# [Exercise data]
════════

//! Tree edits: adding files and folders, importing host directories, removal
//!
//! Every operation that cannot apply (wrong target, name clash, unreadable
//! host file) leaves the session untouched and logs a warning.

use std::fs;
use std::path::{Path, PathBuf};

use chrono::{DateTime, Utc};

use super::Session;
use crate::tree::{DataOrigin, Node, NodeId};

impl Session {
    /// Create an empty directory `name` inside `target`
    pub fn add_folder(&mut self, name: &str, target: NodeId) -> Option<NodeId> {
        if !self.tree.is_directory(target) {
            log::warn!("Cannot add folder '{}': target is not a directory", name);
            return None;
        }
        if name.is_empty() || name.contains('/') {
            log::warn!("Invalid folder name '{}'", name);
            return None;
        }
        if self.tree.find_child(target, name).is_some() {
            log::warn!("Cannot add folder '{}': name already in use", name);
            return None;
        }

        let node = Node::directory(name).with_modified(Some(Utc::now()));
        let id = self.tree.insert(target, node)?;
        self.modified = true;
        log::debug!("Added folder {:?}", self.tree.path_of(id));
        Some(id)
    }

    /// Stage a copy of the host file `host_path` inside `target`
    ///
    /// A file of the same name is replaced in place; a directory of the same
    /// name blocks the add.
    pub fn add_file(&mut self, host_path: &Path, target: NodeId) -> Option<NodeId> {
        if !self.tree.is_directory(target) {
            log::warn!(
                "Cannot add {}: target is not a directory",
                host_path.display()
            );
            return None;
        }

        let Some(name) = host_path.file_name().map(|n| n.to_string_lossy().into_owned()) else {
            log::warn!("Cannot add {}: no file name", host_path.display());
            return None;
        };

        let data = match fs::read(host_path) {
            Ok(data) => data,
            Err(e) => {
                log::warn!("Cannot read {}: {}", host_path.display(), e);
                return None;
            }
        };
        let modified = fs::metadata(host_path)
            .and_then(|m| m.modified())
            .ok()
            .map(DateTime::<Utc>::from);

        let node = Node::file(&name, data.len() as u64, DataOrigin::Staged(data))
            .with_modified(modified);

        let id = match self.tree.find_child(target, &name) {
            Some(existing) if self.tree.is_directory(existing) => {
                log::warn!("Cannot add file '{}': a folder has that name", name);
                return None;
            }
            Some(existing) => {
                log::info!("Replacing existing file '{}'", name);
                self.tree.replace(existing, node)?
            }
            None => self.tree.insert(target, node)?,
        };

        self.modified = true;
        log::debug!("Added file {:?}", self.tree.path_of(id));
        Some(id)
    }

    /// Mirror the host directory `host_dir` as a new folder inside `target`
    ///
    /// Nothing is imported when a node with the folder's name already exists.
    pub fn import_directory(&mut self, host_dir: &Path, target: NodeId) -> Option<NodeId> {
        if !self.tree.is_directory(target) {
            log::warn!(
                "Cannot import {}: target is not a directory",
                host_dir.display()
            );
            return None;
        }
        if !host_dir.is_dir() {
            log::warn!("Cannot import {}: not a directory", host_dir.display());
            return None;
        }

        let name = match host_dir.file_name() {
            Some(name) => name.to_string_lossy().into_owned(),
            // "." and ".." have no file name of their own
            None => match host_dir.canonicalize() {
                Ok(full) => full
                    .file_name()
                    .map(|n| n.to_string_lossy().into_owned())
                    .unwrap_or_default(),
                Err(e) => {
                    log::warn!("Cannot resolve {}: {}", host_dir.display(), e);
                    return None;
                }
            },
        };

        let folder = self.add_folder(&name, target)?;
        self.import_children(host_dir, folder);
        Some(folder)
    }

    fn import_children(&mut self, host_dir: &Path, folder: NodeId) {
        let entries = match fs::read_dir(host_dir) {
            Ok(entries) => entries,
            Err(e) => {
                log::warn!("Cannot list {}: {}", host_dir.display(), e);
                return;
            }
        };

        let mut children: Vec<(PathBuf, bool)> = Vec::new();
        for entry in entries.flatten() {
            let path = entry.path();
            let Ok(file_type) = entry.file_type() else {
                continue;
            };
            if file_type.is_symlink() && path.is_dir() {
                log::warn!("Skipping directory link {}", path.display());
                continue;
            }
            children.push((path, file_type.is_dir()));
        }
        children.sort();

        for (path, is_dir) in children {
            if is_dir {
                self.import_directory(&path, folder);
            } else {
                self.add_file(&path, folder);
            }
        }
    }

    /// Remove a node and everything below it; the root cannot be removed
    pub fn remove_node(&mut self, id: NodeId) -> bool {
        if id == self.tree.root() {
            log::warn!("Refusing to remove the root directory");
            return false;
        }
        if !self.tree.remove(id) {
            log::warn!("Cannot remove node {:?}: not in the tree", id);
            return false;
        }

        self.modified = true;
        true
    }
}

════════

# [What is needed]
Find every line in the records that has the word "DateTime". Copy those lines.

# [Answer section]
use chrono::{DateTime, Utc};
            .map(DateTime::<Utc>::from);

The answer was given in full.